= Beginning of Section =

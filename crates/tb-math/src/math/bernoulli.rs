//! Beta-Bernoulli conjugate model for conversion trials.
//!
//! The model uses:
//! - Prior: `p ~ Beta(α, β)`
//! - Likelihood: each trial converts with probability `p`
//! - Posterior after k successes in n trials: `p | data ~ Beta(α + k, β + (n-k))`
//!
//! Conjugate updating is additive in `(k, n)`, so batches may be folded in
//! any order and in any grouping.

use serde::{Deserialize, Serialize};

use super::beta::{beta_cdf, beta_inv_cdf};

/// Parameters for a Beta distribution used in Beta-Bernoulli conjugate updates.
#[derive(Debug, Clone, Copy, PartialEq, Serialize, Deserialize)]
pub struct BetaParams {
    /// Shape parameter alpha (successes + prior)
    pub alpha: f64,
    /// Shape parameter beta (failures + prior)
    pub beta: f64,
}

impl BetaParams {
    /// Create new Beta parameters with validation.
    ///
    /// Returns None if parameters are non-positive, NaN, or infinite.
    pub fn new(alpha: f64, beta: f64) -> Option<Self> {
        if !alpha.is_finite() || !beta.is_finite() || alpha <= 0.0 || beta <= 0.0 {
            return None;
        }
        Some(Self { alpha, beta })
    }

    /// Create Beta(1, 1) uniform prior.
    pub fn uniform() -> Self {
        Self {
            alpha: 1.0,
            beta: 1.0,
        }
    }

    /// Posterior mean E[p] = α / (α + β).
    pub fn mean(&self) -> f64 {
        self.alpha / (self.alpha + self.beta)
    }

    /// P(p <= x).
    pub fn cdf(&self, x: f64) -> f64 {
        beta_cdf(x, self.alpha, self.beta)
    }

    /// Quantile function F⁻¹(q).
    pub fn quantile(&self, q: f64) -> f64 {
        beta_inv_cdf(q, self.alpha, self.beta)
    }
}

impl Default for BetaParams {
    fn default() -> Self {
        Self::uniform()
    }
}

/// Compute posterior parameters after observing k successes in n trials.
///
/// Returns None if `k > n` or the resulting parameters are invalid.
///
/// # Example
/// ```
/// use tb_math::bernoulli::{BetaParams, posterior_params};
///
/// let prior = BetaParams::uniform();
/// let posterior = posterior_params(&prior, 7, 10).unwrap();
/// assert!((posterior.mean() - 0.667).abs() < 0.01); // ~(1+7)/(2+10)
/// ```
pub fn posterior_params(prior: &BetaParams, k: u64, n: u64) -> Option<BetaParams> {
    if k > n {
        return None;
    }
    BetaParams::new(prior.alpha + k as f64, prior.beta + (n - k) as f64)
}

/// Compute an equal-tailed credible interval for the success probability.
///
/// # Arguments
/// * `posterior` - Posterior Beta parameters
/// * `level` - Credible level in (0, 1), e.g., 0.95 for 95% CI
///
/// # Returns
/// Tuple (lower, upper), or NaN bounds when `level` is out of range.
pub fn credible_interval(posterior: &BetaParams, level: f64) -> (f64, f64) {
    if level.is_nan() || level <= 0.0 || level >= 1.0 {
        return (f64::NAN, f64::NAN);
    }

    let tail = (1.0 - level) / 2.0;
    (posterior.quantile(tail), posterior.quantile(1.0 - tail))
}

= End of Section =

For the word "after", state how many lines of the material contain it. Give the number and no more.

2